Besides the PC, an increasing number of multimedia devices - such as set-top boxes, smart phones, and tablets - already provide networking capabilities. However, today's multimedia infrastructures adopt a centralized approach, where all multimedia processing takes place within a single system. The network is, at best, used for streaming predefined content from a server to clients. Conceptually, such approaches consist of two isolated applications, a server and a client. The realization of complex scenarios is therefore complicated and error-prone - especially since the client has typically no or only limited control of the server.
The Network-Integrated Multimedia Middleware (NMM) overcomes these limitations by enabling access to all resources within the network: distributed multimedia devices and software components can be transparently controlled and integrated into an application. In contrast to all other multimedia architectures available, NMM is a middleware, i.e. a distributed software layer running in between distributed systems and applications. As an example, this allows for the quick and easy development of an application that receives TV from a remote device -- including the transparent control of the distributed TV receiver. Even a smart phone with only limited computational power can run such an application: the media conversions needed to adapt the audio and video content to the resources provided by the smart phone can be distributed within the network. While the distribution is transparent for developers, no overhead is added to all locally operating parts of the application. To this end, NMM also provides a standard multimedia framework for all kinds of desktop applications.
Traditional client/server streaming consists of two isolated applications that do not provide fine-grained control or extensibility.
NMM as multimedia middleware provides a distributed software layer that eases application developlemt by providing transparent access to all resources within the network, such as devices or software components.
Open micro-core middleware architecture that allows for arbitraty networking and device technologies to be integrated.
Uniform messaging system for both out-of-band request-reply interaction as well as one-way instream interaction between connected components of a flow graph; both providing message types for multimedia data and typed control information.
Extensible serialization and networking stack providing standard protocol support and standard data formats, but also highly optimized propietary components.
Intuitive object-oriented C++ API plus object-oriented control interface defined in Interface Definition Language (IDL) for specifying both out-of-band and instream interaction.
High level of abstraction using transparently distributed flow graphs for specifying an intended (distributed) processing of multimedia streams.
Distributed synchronization architecture offering high-quality synchronous capturing and rendering of media streams across all networked systems.
Session sharing service that allows to connect running applications in order to share a single multimedia device or reuse common parts of a flow graph, e.g. for transcoding.

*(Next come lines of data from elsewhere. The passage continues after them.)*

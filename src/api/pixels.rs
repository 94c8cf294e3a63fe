//! Batch generation of named, colored 1x1 tracking pixels

use axum::{
    extract::{rejection::JsonRejection, State},
    http::StatusCode,
    Json,
};
use base64::{engine::general_purpose::STANDARD, Engine as _};
use serde::{Deserialize, Serialize};
use std::sync::Arc;

use super::handlers::{api_error, ApiError, AppState};
use crate::tracking::sanitize::sanitize_id;

/// Most pixels produced by one request
pub const MAX_BATCH: usize = 20;

/// Colors handed out in order, wrapping around
pub const PALETTE: [(u8, u8, u8); 10] = [
    (255, 0, 0),
    (0, 0, 255),
    (0, 255, 0),
    (255, 165, 0),
    (128, 0, 128),
    (0, 255, 255),
    (255, 0, 255),
    (255, 255, 0),
    (255, 105, 180),
    (0, 128, 128),
];

const PNG_SIGNATURE: [u8; 8] = [0x89, b'P', b'N', b'G', 0x0D, 0x0A, 0x1A, 0x0A];

fn crc32(bytes: &[u8]) -> u32 {
    let mut crc = !0u32;
    for &byte in bytes {
        crc ^= u32::from(byte);
        for _ in 0..8 {
            let mask = (crc & 1).wrapping_neg();
            crc = (crc >> 1) ^ (0xEDB8_8320 & mask);
        }
    }
    !crc
}

fn adler32(bytes: &[u8]) -> u32 {
    let (mut a, mut b) = (1u32, 0u32);
    for &byte in bytes {
        a = (a + u32::from(byte)) % 65521;
        b = (b + a) % 65521;
    }
    (b << 16) | a
}

fn push_chunk(png: &mut Vec<u8>, kind: &[u8; 4], data: &[u8]) {
    let start = png.len() + 4;
    png.extend_from_slice(&(data.len() as u32).to_be_bytes());
    png.extend_from_slice(kind);
    png.extend_from_slice(data);
    let crc = crc32(&png[start..]);
    png.extend_from_slice(&crc.to_be_bytes());
}

/// Opaque 1x1 RGB PNG. The single scanline is stored uncompressed.
pub fn colored_png(r: u8, g: u8, b: u8) -> Vec<u8> {
    let scanline = [0, r, g, b];
    let len = scanline.len() as u16;

    // zlib header, one final stored block, adler32 trailer
    let mut idat = vec![0x78, 0x01, 0x01];
    idat.extend_from_slice(&len.to_le_bytes());
    idat.extend_from_slice(&(!len).to_le_bytes());
    idat.extend_from_slice(&scanline);
    idat.extend_from_slice(&adler32(&scanline).to_be_bytes());

    let mut ihdr = Vec::with_capacity(13);
    ihdr.extend_from_slice(&1u32.to_be_bytes());
    ihdr.extend_from_slice(&1u32.to_be_bytes());
    ihdr.extend_from_slice(&[8, 2, 0, 0, 0]);

    let mut png = PNG_SIGNATURE.to_vec();
    push_chunk(&mut png, b"IHDR", &ihdr);
    push_chunk(&mut png, b"IDAT", &idat);
    push_chunk(&mut png, b"IEND", &[]);
    png
}

#[derive(Deserialize)]
pub struct PixelBatchRequest {
    #[serde(default)]
    pub names: Vec<String>,
}

#[derive(Debug, Serialize)]
pub struct GeneratedPixel {
    pub name: String,
    /// `#rrggbb`
    pub color: String,
    pub track_url: String,
    pub png_base64: String,
}

#[derive(Serialize)]
pub struct PixelBatchResponse {
    pub generated: Vec<GeneratedPixel>,
}

/// One pixel per name, at most [`MAX_BATCH`], colored from [`PALETTE`]
pub fn build_pixels(base_url: &str, names: &[String]) -> Vec<GeneratedPixel> {
    let base = base_url.trim_end_matches('/');
    names
        .iter()
        .take(MAX_BATCH)
        .zip(PALETTE.iter().cycle())
        .map(|(name, &(r, g, b))| {
            let name = sanitize_id(name);
            GeneratedPixel {
                track_url: format!("{}/track?id={}", base, name),
                color: format!("#{:02x}{:02x}{:02x}", r, g, b),
                png_base64: STANDARD.encode(colored_png(r, g, b)),
                name,
            }
        })
        .collect()
}

pub async fn generate_pixels(
    State(state): State<Arc<AppState>>,
    payload: Result<Json<PixelBatchRequest>, JsonRejection>,
) -> Result<Json<PixelBatchResponse>, ApiError> {
    let names = match payload {
        Ok(Json(request)) if !request.names.is_empty() => request.names,
        _ => return Err(api_error(StatusCode::BAD_REQUEST, "Provide list of names")),
    };

    Ok(Json(PixelBatchResponse {
        generated: build_pixels(&state.public_base_url, &names),
    }))
}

Shared control and distributed synchronization is established for all participating hosts.
Seamless handover service for continous and synchronized migration of (parts of) running flow graphs to distributed devices, e.g. for handing over media playback from a mobile system to a stationary system.
Distributed peer-to-peer registry service that administrates available devices and software components.
Cross-platform core library running natively on a large number of operating systems.
Flexible licensing that allows NMM to be used in commercial products as well as in Open Source and research projects.
NMM provides an open micro-core architecture that allows for integrating available building blocks.
Distributed flow graphs span across several distributed systems and allow for the easy creation of distributed multimedia applications, e.g. for MP3 playback.
Session sharing allows for dynamically connecting new applications to running applications and thereby enables multi-room multi-device applications.
Seamless handover can be used for the synchronized change of rendering devices, e.g. from a mobile system to a stationary system.